As I tended to my boys with high fevers—listless, dehydrated—our pediatrician told me to force liquid down my 4-year-old’s throat with a medicine dropper because hospitalization for dehydration wasn’t safe in a pandemic (even though, in non-COVID times, that’s exactly what he would have done).

We never got tested because it wasn’t available in our area. I read the headlines and cleaned, and cleaned, and cleaned. I’m OCD. Not in the casual way that people like to joke about, as in: “She’s so OCD about how clean her house is.” I’m OCD in the way that my brain behaves, with compulsions and fears about what might happen if I do (or don’t) follow through on what my brain says is important. A big part of my OCD is triggered by germs, and let me tell you, a pandemic hasn’t helped that.

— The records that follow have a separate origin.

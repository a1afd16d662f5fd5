use crate::client::IdpClient;
use crate::error::IdpError;
use crate::governance::{GovernanceClient, GrantOutcome, grant_payload};

use serde::{Deserialize, Serialize};
use std::collections::{BTreeSet, HashMap};
use strata_http::{Clock, Transport};
use tracing::{info, warn};

const UNKNOWN: &str = "Unknown";

#[derive(Debug, Clone, PartialEq, Eq, Serialize, Deserialize)]
pub struct BundleRecord {
    pub id: String,
    pub name: String,
    pub target_app_id: Option<String>,
    pub target_app_name: Option<String>,
    pub status: Option<String>,
}

/// One grant with every id resolved to a name that exists in any tenant.
#[derive(Debug, Clone, PartialEq, Eq, Serialize, Deserialize)]
pub struct GrantRecord {
    pub bundle_id: String,
    pub bundle_name: String,
    pub target_app_id: Option<String>,
    pub target_app_name: Option<String>,
    pub principal_id: String,
    pub principal_type: String,
    pub principal_name: String,
    pub grant_id: String,
}

#[derive(Debug, Clone, PartialEq, Eq, Serialize, Deserialize)]
pub struct GrantExport {
    pub source_org: String,
    pub export_time: String,
    pub bundles: Vec<BundleRecord>,
    pub grants: Vec<GrantRecord>,
}

#[derive(Debug, Clone, Copy, Default, PartialEq, Eq, Serialize)]
pub struct GrantImportSummary {
    pub created: usize,
    pub exists: usize,
    pub excluded: usize,
    pub skipped: usize,
    pub errors: usize,
}

/// `None` when the source tenant has no bundles.
pub async fn export_grants<T: Transport, C: Clock>(
    idp: &IdpClient<T, C>,
    governance: &GovernanceClient<T, C>,
    export_time: String,
) -> Result<Option<GrantExport>, IdpError> {
    let bundles = governance.list_bundles().await?;
    if bundles.is_empty() {
        return Ok(None);
    }

    let group_names: HashMap<String, String> = idp
        .list_groups(None)
        .await?
        .into_iter()
        .map(|g| (g.id, g.profile.name))
        .collect();
    let user_names: HashMap<String, String> = idp
        .list_users(false)
        .await?
        .into_iter()
        .map(|u| (u.id.clone(), u.profile.display_name()))
        .collect();
    let app_labels: HashMap<String, String> = idp
        .list_apps()
        .await?
        .into_iter()
        .map(|a| (a.id, a.label))
        .collect();

    let records: Vec<BundleRecord> = bundles
        .iter()
        .map(|bundle| {
            let target_app_id = bundle.target_app_id().map(str::to_string);
            BundleRecord {
                id: bundle.id.clone(),
                name: if bundle.name.is_empty() {
                    UNKNOWN.to_string()
                } else {
                    bundle.name.clone()
                },
                target_app_name: target_app_id
                    .as_ref()
                    .and_then(|id| app_labels.get(id))
                    .cloned(),
                target_app_id,
                status: bundle.status.clone(),
            }
        })
        .collect();
    let by_id: HashMap<&str, &BundleRecord> = records.iter().map(|b| (b.id.as_str(), b)).collect();

    let mut grants = Vec::new();
    for grant in governance.list_grants().await? {
        let Some(bundle) = grant
            .bundle
            .as_ref()
            .and_then(|b| by_id.get(b.id.as_str()))
        else {
            continue;
        };

        let principal = grant.principal.clone().unwrap_or_default();
        let principal_type = if principal.principal_type.is_empty() {
            "UNKNOWN".to_string()
        } else {
            principal.principal_type
        };
        let principal_name = match principal_type.as_str() {
            "GROUP" => group_names.get(&principal.id),
            "USER" => user_names.get(&principal.id),
            _ => None,
        }
        .filter(|name| !name.is_empty())
        .cloned()
        .unwrap_or_else(|| UNKNOWN.to_string());

        grants.push(GrantRecord {
            bundle_id: bundle.id.clone(),
            bundle_name: bundle.name.clone(),
            target_app_id: bundle.target_app_id.clone(),
            target_app_name: bundle.target_app_name.clone(),
            principal_id: principal.id,
            principal_type,
            principal_name,
            grant_id: grant.id,
        });
    }
    info!(bundles = records.len(), grants = grants.len(), "Resolved grants");

    Ok(Some(GrantExport {
        source_org: idp.org_name().to_string(),
        export_time,
        bundles: records,
        grants,
    }))
}

/// Recreates grants in the target tenant by matching bundle, group and user
/// names. Users match on "First Last" first, then on login or email.
pub async fn import_grants<T: Transport, C: Clock>(
    idp: &IdpClient<T, C>,
    governance: &GovernanceClient<T, C>,
    export: &GrantExport,
    exclude_apps: &BTreeSet<String>,
    dry_run: bool,
) -> Result<GrantImportSummary, IdpError> {
    let bundle_ids: HashMap<String, String> = governance
        .list_bundles()
        .await?
        .into_iter()
        .map(|b| (b.name, b.id))
        .collect();
    let group_ids: HashMap<String, String> = idp
        .list_groups(None)
        .await?
        .into_iter()
        .map(|g| (g.profile.name, g.id))
        .collect();

    let mut user_by_name = HashMap::new();
    let mut user_by_login = HashMap::new();
    for user in idp.list_users(false).await? {
        let profile = &user.profile;
        let name = format!(
            "{} {}",
            profile.first_name.as_deref().unwrap_or_default(),
            profile.last_name.as_deref().unwrap_or_default()
        );
        let name = name.trim().to_lowercase();
        if !name.is_empty() {
            user_by_name.insert(name, user.id.clone());
        }
        for key in [&profile.login, &profile.email] {
            if !key.is_empty() {
                user_by_login
                    .entry(key.to_lowercase())
                    .or_insert_with(|| user.id.clone());
            }
        }
    }

    let mut summary = GrantImportSummary::default();

    for grant in &export.grants {
        if grant
            .target_app_name
            .as_ref()
            .is_some_and(|app| exclude_apps.contains(app))
        {
            summary.excluded += 1;
            continue;
        }

        let Some(bundle_id) = bundle_ids.get(&grant.bundle_name) else {
            warn!(bundle = %grant.bundle_name, "Bundle not found in target");
            summary.skipped += 1;
            continue;
        };

        let principal_id = match grant.principal_type.as_str() {
            "GROUP" => group_ids.get(&grant.principal_name),
            "USER" => {
                let key = grant.principal_name.to_lowercase();
                user_by_name.get(&key).or_else(|| user_by_login.get(&key))
            }
            _ => None,
        };
        let Some(principal_id) = principal_id else {
            warn!(
                principal_type = %grant.principal_type,
                principal = %grant.principal_name,
                "Principal not found in target"
            );
            summary.skipped += 1;
            continue;
        };

        let payload = grant_payload(principal_id, &grant.principal_type, bundle_id);
        if dry_run {
            info!(bundle = %grant.bundle_name, principal = %grant.principal_name, "[DRY RUN] Would create grant: {payload}");
            summary.created += 1;
            continue;
        }

        match governance.create_grant(&payload).await? {
            GrantOutcome::Created => {
                info!(bundle = %grant.bundle_name, principal = %grant.principal_name, "Created grant");
                summary.created += 1;
            }
            GrantOutcome::Exists => summary.exists += 1,
            GrantOutcome::Failed { status, message } => {
                warn!(status, bundle = %grant.bundle_name, "Grant creation failed: {message}");
                summary.errors += 1;
            }
        }
    }

    Ok(summary)
}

I disinfected everything that I could; checked the kids’ temperatures every hour.

The baby never got a fever, but she got a racking cough that kept me up for so many nights. In moments of quiet, I could still hear the beeping of the NICU, and I was terrified we’d be back to the hospital, this time for COVID.

We got better, and as the state shut down, we settled into a forced at-home life. We FaceTimed with my parents and in-laws a few times a week in the early days of the pandemic. It would be over by summer, we said, and we’d get together in person.

Thanks to my OCD and my health issues (I also have chronic health problems and autoimmune disease, and have learned the hard way that getting the flu or any other virus can make my life miserable for weeks or months), my parents and in-laws are understanding. They’ve never tried to pressure us to forgo precautions.

All spring and summer, I watched others go back to normal life, like there wasn’t a pandemic going on. Grandparents hugged grandkids on Instagram. People had family gatherings and birthday parties.

We went to my parents’ house once for an outdoor, socially-distanced visit in May. They came here for the same sort of visit in June. They still never held the baby. My mother-in-law has MS, and while we could’ve had similar socially-distanced visits with them, complicated logistics made a visit impossible.

It’s now September, and the reality is that my 10-month-old won’t be physically hugged by any of her grandparents until she’s well over age 1.

I know that my baby won’t ever remember or be bothered that a pandemic happened when she was so little, or that her grandparents had to wait so long to hug her. She FaceTimes with them and smiles, but it’s hard for me to realize that when she meets them in person, they will effectively be strangers. She won’t have photos with them as a baby like her brothers did.

But as someone who’s gotten very ill due to the actions of others, I can’t turn around and be that person to someone else.

So I unfollow, or mute, or simply sign off when my social apps show me people who are getting together—sometimes, without apparent regard for the urgent advice being given by public health officials, scientists and doctors. There are safe ways to do it, but for us, it just hasn’t worked out. My dad can’t isolate from the public enough because of his job; my mom lives with my dad. My mother-in-law’s disability prevents her from coming to us, and we simply can’t risk—even with all of our caution—taking COVID to her.

I can’t—and won’t—let the sadness over delayed visits with grandparents be more important than protecting their health or ours. I can’t believe the events of this year, but I can make choices to help us get to the next one.

While I would never choose this FaceTime life, my kids don’t really have a concept of time. They know they can’t hug their grandparents right now because there are too many sick people. But we also talk about the great things we’ll do with Grandma and Grandpa and Nana and Poppy when the sickness is done. For now, that is enough.